→ **EXERCISE OBJECTIVE**
This exercise asks for the entries below to be printed exactly.

SOURCE DATA section start

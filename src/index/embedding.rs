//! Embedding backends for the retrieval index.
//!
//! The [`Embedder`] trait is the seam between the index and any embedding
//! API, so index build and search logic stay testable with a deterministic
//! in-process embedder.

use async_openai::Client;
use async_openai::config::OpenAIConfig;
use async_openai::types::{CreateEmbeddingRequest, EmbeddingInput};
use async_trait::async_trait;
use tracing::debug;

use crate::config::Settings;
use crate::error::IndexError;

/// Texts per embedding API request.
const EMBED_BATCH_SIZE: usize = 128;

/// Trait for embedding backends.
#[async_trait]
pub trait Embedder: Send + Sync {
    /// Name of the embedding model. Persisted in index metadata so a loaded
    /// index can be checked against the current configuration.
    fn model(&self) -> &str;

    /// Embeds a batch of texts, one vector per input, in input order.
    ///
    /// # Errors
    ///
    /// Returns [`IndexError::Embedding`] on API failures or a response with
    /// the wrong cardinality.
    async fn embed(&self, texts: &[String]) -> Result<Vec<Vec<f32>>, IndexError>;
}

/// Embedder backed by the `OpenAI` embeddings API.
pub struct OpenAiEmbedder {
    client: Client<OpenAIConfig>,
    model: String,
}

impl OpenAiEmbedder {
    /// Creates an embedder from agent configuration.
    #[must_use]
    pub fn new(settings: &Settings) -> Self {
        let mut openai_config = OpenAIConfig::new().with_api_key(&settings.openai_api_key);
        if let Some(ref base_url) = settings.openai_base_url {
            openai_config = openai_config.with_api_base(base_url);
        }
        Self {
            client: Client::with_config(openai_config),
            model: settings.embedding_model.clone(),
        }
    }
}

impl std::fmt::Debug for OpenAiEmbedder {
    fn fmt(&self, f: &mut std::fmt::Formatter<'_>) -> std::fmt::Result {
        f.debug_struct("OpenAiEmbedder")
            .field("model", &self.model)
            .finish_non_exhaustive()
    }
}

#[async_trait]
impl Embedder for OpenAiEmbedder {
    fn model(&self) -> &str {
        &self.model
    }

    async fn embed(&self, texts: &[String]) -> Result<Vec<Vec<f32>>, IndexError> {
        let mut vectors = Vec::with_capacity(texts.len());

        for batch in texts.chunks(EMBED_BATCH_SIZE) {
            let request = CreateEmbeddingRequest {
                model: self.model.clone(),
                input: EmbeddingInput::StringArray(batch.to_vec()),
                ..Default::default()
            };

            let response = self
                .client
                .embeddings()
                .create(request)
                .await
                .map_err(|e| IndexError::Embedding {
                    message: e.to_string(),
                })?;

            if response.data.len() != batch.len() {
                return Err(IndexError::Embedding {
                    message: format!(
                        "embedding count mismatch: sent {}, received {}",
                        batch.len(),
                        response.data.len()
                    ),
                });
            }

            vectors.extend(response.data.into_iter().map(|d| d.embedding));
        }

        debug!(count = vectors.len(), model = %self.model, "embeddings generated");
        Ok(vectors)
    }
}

SOURCE DATA section end

→ **COMPLETED EXERCISE**
filename src/index/embedding.rs
//! Embedding backends for the retrieval index.
//!
//! The [`Embedder`] trait is the seam between the index and any embedding
//! API, so index build and search logic stay testable with a deterministic
//! in-process embedder.

use async_openai::Client;
use async_openai::config::OpenAIConfig;
use async_openai::types::{CreateEmbeddingRequest, EmbeddingInput};
use async_trait::async_trait;
use tracing::debug;

use crate::config::Settings;
use crate::error::IndexError;

/// Texts per embedding API request.
const EMBED_BATCH_SIZE: usize = 128;

/// Trait for embedding backends.
#[async_trait]
pub trait Embedder: Send + Sync {
    /// Name of the embedding model. Persisted in index metadata so a loaded
    /// index can be checked against the current configuration.
    fn model(&self) -> &str;

    /// Embeds a batch of texts, one vector per input, in input order.
    ///
    /// # Errors
    ///
    /// Returns [`IndexError::Embedding`] on API failures or a response with
    /// the wrong cardinality.
    async fn embed(&self, texts: &[String]) -> Result<Vec<Vec<f32>>, IndexError>;
}

/// Embedder backed by the `OpenAI` embeddings API.
pub struct OpenAiEmbedder {
    client: Client<OpenAIConfig>,
    model: String,
}

impl OpenAiEmbedder {
    /// Creates an embedder from agent configuration.
    #[must_use]
    pub fn new(settings: &Settings) -> Self {
        let mut openai_config = OpenAIConfig::new().with_api_key(&settings.openai_api_key);
        if let Some(ref base_url) = settings.openai_base_url {
            openai_config = openai_config.with_api_base(base_url);
        }
        Self {
            client: Client::with_config(openai_config),
            model: settings.embedding_model.clone(),
        }
    }
}

impl std::fmt::Debug for OpenAiEmbedder {
    fn fmt(&self, f: &mut std::fmt::Formatter<'_>) -> std::fmt::Result {
        f.debug_struct("OpenAiEmbedder")
            .field("model", &self.model)
            .finish_non_exhaustive()
    }
}

#[async_trait]
impl Embedder for OpenAiEmbedder {
    fn model(&self) -> &str {
        &self.model
    }

    async fn embed(&self, texts: &[String]) -> Result<Vec<Vec<f32>>, IndexError> {
        let mut vectors = Vec::with_capacity(texts.len());

        for batch in texts.chunks(EMBED_BATCH_SIZE) {
            let request = CreateEmbeddingRequest {
                model: self.model.clone(),
                input: EmbeddingInput::StringArray(batch.to_vec()),
                ..Default::default()
            };

            let response = self
                .client
                .embeddings()
                .create(request)
                .await
                .map_err(|e| IndexError::Embedding {
                    message: e.to_string(),
                })?;

            if response.data.len() != batch.len() {
                return Err(IndexError::Embedding {
                    message: format!(
                        "embedding count mismatch: sent {}, received {}",
                        batch.len(),
                        response.data.len()
                    ),
                });
            }

            vectors.extend(response.data.into_iter().map(|d| d.embedding));
        }

        debug!(count = vectors.len(), model = %self.model, "embeddings generated");
        Ok(vectors)
    }
}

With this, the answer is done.